Some people seem to be hit with bad luck; drama, illness, unemployment, misadventure, all compounded by poor choices. But for me, it is the happier stories that are so touching.

I love seeing the changing fashions. The makeup on the women. The hair on the men. God, the 70s and early 80s were not kind to men with all that hair. And 80s make-up never heard the word subtle.

The increasingly compelling part is that nothing like this can ever be made again. Our view of the media has changed and this would affect the filming from the start. OK, some participants have come on in this or in previous episodes to promote something, a band or a charity for example, but reality TV and social media have changed the way we use and present ourselves. And the simple presentation, gentle editing and pace, would not be the style of a modern documentary maker.

There have been some short-lived versions from other countries. But they appear so derivative.

As the years roll on, my fear is no one will participate. So it becomes more compelling – will this be the last one? As we’ve come to know the people – we want to know what’s happened, like we do with old school friends who we “know” and are FB friends with. We know we don’t know what is really going on in their lives, we don’t know all they hold important, what they value, but we want to know what they’re up to and how they’re travelling.

What about class?

Although all the participants decry the concept of class that they say is the producer’s point, class is clearly a determining factor in their lives.

Class isn’t money. But the effect is evident in the life choices.

Of course, options are vastly different for whatever class you are born into than they were a century ago. Children may go to university, participants be the first to own their own home.

Representatives from different social groups may be tokenism, but it holds largely true.

But the saying, “Give me a child …” isn’t just about class. We see the personalities come through. Worried little 7 year old Paul is still worried at 56. Sparky Tony is still sparking.

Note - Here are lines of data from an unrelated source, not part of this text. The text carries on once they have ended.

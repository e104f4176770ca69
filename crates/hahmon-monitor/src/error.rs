//! Error types for the monitor.

/// Errors that stop the monitor.
#[derive(Debug, thiserror::Error)]
pub enum MonitorError {
    /// Failed to connect to or communicate with the NATS server.
    #[error("NATS error: {0}")]
    Nats(String),

    /// A source that cannot be reopened was asked for a second stream.
    #[error("message source is exhausted")]
    SourceExhausted,
}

Why do they agree to continue?

I am so grateful that they do. It must be interesting to have a kind of record. Yet strangely disturbing to see the years go by so quickly.

The wife of the lawyer said she gets to see the physical changes of her husband and compare them to her sons. But that’s hardly a reason for her husband to continue.

The posh country girl said she feels a responsibility to return but hates it. I am glad she feels that responsibility.

What’s the real lesson?

Family, significant other relationships, purpose. Those three things are most important for happiness, feeling satisfied and content, and getting through the rough patches. Irrespective of class.